BEGIN
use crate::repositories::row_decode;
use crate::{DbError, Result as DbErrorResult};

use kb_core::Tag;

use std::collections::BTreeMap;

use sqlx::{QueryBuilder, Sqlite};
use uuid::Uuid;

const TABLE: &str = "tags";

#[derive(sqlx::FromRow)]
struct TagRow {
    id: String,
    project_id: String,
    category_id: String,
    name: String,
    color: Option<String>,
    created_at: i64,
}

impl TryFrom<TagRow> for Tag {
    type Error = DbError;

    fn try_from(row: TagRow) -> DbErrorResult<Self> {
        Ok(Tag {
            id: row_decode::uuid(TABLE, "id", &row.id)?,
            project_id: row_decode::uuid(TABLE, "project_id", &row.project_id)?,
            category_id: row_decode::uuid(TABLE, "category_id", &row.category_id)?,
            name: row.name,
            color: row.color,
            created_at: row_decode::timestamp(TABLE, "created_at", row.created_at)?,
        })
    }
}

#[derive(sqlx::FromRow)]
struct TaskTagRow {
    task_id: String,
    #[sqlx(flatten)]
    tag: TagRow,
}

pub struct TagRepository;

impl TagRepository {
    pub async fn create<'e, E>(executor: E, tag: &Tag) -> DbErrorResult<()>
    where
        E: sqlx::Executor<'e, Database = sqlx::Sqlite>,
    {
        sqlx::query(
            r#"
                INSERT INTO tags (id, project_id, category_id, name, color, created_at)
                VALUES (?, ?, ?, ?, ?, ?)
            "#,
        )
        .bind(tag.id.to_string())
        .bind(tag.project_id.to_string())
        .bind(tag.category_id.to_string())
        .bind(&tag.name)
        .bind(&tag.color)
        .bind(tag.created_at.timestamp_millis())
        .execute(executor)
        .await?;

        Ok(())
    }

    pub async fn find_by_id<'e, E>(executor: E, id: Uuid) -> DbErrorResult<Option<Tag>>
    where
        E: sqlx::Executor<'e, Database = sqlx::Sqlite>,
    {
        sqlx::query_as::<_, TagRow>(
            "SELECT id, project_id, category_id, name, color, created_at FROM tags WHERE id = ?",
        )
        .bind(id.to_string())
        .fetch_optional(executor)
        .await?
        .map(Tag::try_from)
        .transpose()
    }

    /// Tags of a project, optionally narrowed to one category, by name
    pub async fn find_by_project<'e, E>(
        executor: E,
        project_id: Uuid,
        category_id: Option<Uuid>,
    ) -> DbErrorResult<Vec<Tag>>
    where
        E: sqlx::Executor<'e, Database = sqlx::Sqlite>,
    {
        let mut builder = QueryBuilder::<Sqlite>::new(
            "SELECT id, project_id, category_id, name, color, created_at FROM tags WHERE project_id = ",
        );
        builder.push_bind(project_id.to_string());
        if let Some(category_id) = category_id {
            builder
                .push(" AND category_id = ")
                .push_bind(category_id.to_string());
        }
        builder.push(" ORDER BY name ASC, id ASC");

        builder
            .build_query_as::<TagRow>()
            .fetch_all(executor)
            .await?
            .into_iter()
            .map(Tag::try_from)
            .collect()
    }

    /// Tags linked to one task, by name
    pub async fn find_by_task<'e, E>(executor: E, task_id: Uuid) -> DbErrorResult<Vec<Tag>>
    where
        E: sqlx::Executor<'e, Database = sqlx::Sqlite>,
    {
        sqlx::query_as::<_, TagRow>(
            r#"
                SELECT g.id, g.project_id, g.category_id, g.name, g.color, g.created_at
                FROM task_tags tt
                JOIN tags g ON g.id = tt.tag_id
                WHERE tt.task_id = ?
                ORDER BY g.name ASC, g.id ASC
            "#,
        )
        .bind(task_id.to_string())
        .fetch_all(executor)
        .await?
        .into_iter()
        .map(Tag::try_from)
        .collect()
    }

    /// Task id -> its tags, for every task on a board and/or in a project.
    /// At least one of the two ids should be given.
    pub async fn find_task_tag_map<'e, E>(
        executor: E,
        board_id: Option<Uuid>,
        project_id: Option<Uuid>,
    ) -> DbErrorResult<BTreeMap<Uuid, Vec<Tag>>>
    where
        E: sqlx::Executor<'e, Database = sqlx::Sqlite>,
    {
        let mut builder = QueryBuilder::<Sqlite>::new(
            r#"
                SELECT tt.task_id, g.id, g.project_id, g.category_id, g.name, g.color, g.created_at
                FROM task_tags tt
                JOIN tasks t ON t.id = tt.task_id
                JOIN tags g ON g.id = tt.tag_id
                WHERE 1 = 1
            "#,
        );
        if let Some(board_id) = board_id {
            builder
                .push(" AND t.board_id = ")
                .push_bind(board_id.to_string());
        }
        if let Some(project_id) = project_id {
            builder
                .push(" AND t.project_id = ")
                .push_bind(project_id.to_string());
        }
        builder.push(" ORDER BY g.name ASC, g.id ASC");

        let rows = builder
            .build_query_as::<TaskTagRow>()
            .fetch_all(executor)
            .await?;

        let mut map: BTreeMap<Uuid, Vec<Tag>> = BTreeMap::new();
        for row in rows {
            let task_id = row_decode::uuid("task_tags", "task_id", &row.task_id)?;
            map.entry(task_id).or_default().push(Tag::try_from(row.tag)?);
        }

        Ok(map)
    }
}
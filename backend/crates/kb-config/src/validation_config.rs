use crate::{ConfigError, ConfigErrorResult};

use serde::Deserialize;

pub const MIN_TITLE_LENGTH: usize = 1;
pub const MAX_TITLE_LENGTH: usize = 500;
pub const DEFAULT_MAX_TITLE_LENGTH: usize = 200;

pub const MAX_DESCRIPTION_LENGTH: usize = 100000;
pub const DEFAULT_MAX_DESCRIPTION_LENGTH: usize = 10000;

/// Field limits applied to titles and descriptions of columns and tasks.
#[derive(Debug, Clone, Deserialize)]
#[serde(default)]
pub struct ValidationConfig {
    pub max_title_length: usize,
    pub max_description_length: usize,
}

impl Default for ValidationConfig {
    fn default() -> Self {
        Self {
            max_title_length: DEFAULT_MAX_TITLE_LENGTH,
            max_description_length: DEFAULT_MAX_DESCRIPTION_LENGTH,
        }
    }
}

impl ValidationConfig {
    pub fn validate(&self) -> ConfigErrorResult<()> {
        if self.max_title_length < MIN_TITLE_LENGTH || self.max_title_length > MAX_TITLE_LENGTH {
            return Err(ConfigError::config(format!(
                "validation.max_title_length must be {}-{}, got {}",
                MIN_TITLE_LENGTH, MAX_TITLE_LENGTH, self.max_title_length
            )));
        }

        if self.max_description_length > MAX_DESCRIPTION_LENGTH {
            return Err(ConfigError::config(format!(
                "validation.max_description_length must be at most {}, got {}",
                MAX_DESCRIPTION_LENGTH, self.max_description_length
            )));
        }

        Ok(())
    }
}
END
• DIRECTIONS: Could you return all the data above exactly as it appears?

• RESPONSE:
use crate::repositories::row_decode;
use crate::{DbError, Result as DbErrorResult};

use kb_core::Tag;

use std::collections::BTreeMap;

use sqlx::{QueryBuilder, Sqlite};
use uuid::Uuid;

const TABLE: &str = "tags";

#[derive(sqlx::FromRow)]
struct TagRow {
    id: String,
    project_id: String,
    category_id: String,
    name: String,
    color: Option<String>,
    created_at: i64,
}

impl TryFrom<TagRow> for Tag {
    type Error = DbError;

    fn try_from(row: TagRow) -> DbErrorResult<Self> {
        Ok(Tag {
            id: row_decode::uuid(TABLE, "id", &row.id)?,
            project_id: row_decode::uuid(TABLE, "project_id", &row.project_id)?,
            category_id: row_decode::uuid(TABLE, "category_id", &row.category_id)?,
            name: row.name,
            color: row.color,
            created_at: row_decode::timestamp(TABLE, "created_at", row.created_at)?,
        })
    }
}

#[derive(sqlx::FromRow)]
struct TaskTagRow {
    task_id: String,
    #[sqlx(flatten)]
    tag: TagRow,
}

pub struct TagRepository;

impl TagRepository {
    pub async fn create<'e, E>(executor: E, tag: &Tag) -> DbErrorResult<()>
    where
        E: sqlx::Executor<'e, Database = sqlx::Sqlite>,
    {
        sqlx::query(
            r#"
                INSERT INTO tags (id, project_id, category_id, name, color, created_at)
                VALUES (?, ?, ?, ?, ?, ?)
            "#,
        )
        .bind(tag.id.to_string())
        .bind(tag.project_id.to_string())
        .bind(tag.category_id.to_string())
        .bind(&tag.name)
        .bind(&tag.color)
        .bind(tag.created_at.timestamp_millis())
        .execute(executor)
        .await?;

        Ok(())
    }

    pub async fn find_by_id<'e, E>(executor: E, id: Uuid) -> DbErrorResult<Option<Tag>>
    where
        E: sqlx::Executor<'e, Database = sqlx::Sqlite>,
    {
        sqlx::query_as::<_, TagRow>(
            "SELECT id, project_id, category_id, name, color, created_at FROM tags WHERE id = ?",
        )
        .bind(id.to_string())
        .fetch_optional(executor)
        .await?
        .map(Tag::try_from)
        .transpose()
    }

    /// Tags of a project, optionally narrowed to one category, by name
    pub async fn find_by_project<'e, E>(
        executor: E,
        project_id: Uuid,
        category_id: Option<Uuid>,
    ) -> DbErrorResult<Vec<Tag>>
    where
        E: sqlx::Executor<'e, Database = sqlx::Sqlite>,
    {
        let mut builder = QueryBuilder::<Sqlite>::new(
            "SELECT id, project_id, category_id, name, color, created_at FROM tags WHERE project_id = ",
        );
        builder.push_bind(project_id.to_string());
        if let Some(category_id) = category_id {
            builder
                .push(" AND category_id = ")
                .push_bind(category_id.to_string());
        }
        builder.push(" ORDER BY name ASC, id ASC");

        builder
            .build_query_as::<TagRow>()
            .fetch_all(executor)
            .await?
            .into_iter()
            .map(Tag::try_from)
            .collect()
    }

    /// Tags linked to one task, by name
    pub async fn find_by_task<'e, E>(executor: E, task_id: Uuid) -> DbErrorResult<Vec<Tag>>
    where
        E: sqlx::Executor<'e, Database = sqlx::Sqlite>,
    {
        sqlx::query_as::<_, TagRow>(
            r#"
                SELECT g.id, g.project_id, g.category_id, g.name, g.color, g.created_at
                FROM task_tags tt
                JOIN tags g ON g.id = tt.tag_id
                WHERE tt.task_id = ?
                ORDER BY g.name ASC, g.id ASC
            "#,
        )
        .bind(task_id.to_string())
        .fetch_all(executor)
        .await?
        .into_iter()
        .map(Tag::try_from)
        .collect()
    }

    /// Task id -> its tags, for every task on a board and/or in a project.
    /// At least one of the two ids should be given.
    pub async fn find_task_tag_map<'e, E>(
        executor: E,
        board_id: Option<Uuid>,
        project_id: Option<Uuid>,
    ) -> DbErrorResult<BTreeMap<Uuid, Vec<Tag>>>
    where
        E: sqlx::Executor<'e, Database = sqlx::Sqlite>,
    {
        let mut builder = QueryBuilder::<Sqlite>::new(
            r#"
                SELECT tt.task_id, g.id, g.project_id, g.category_id, g.name, g.color, g.created_at
                FROM task_tags tt
                JOIN tasks t ON t.id = tt.task_id
                JOIN tags g ON g.id = tt.tag_id
                WHERE 1 = 1
            "#,
        );
        if let Some(board_id) = board_id {
            builder
                .push(" AND t.board_id = ")
                .push_bind(board_id.to_string());
        }
        if let Some(project_id) = project_id {
            builder
                .push(" AND t.project_id = ")
                .push_bind(project_id.to_string());
        }
        builder.push(" ORDER BY g.name ASC, g.id ASC");

        let rows = builder
            .build_query_as::<TaskTagRow>()
            .fetch_all(executor)
            .await?;

        let mut map: BTreeMap<Uuid, Vec<Tag>> = BTreeMap::new();
        for row in rows {
            let task_id = row_decode::uuid("task_tags", "task_id", &row.task_id)?;
            map.entry(task_id).or_default().push(Tag::try_from(row.tag)?);
        }

        Ok(map)
    }
}
filename backend/crates/kb-config/src/validation_config.rs
use crate::{ConfigError, ConfigErrorResult};

use serde::Deserialize;

pub const MIN_TITLE_LENGTH: usize = 1;
pub const MAX_TITLE_LENGTH: usize = 500;
pub const DEFAULT_MAX_TITLE_LENGTH: usize = 200;

pub const MAX_DESCRIPTION_LENGTH: usize = 100000;
pub const DEFAULT_MAX_DESCRIPTION_LENGTH: usize = 10000;

/// Field limits applied to titles and descriptions of columns and tasks.
#[derive(Debug, Clone, Deserialize)]
#[serde(default)]
pub struct ValidationConfig {
    pub max_title_length: usize,
    pub max_description_length: usize,
}

impl Default for ValidationConfig {
    fn default() -> Self {
        Self {
            max_title_length: DEFAULT_MAX_TITLE_LENGTH,
            max_description_length: DEFAULT_MAX_DESCRIPTION_LENGTH,
        }
    }
}

impl ValidationConfig {
    pub fn validate(&self) -> ConfigErrorResult<()> {
        if self.max_title_length < MIN_TITLE_LENGTH || self.max_title_length > MAX_TITLE_LENGTH {
            return Err(ConfigError::config(format!(
                "validation.max_title_length must be {}-{}, got {}",
                MIN_TITLE_LENGTH, MAX_TITLE_LENGTH, self.max_title_length
            )));
        }

        if self.max_description_length > MAX_DESCRIPTION_LENGTH {
            return Err(ConfigError::config(format!(
                "validation.max_description_length must be at most {}, got {}",
                MAX_DESCRIPTION_LENGTH, self.max_description_length
            )));
        }

        Ok(())
    }
}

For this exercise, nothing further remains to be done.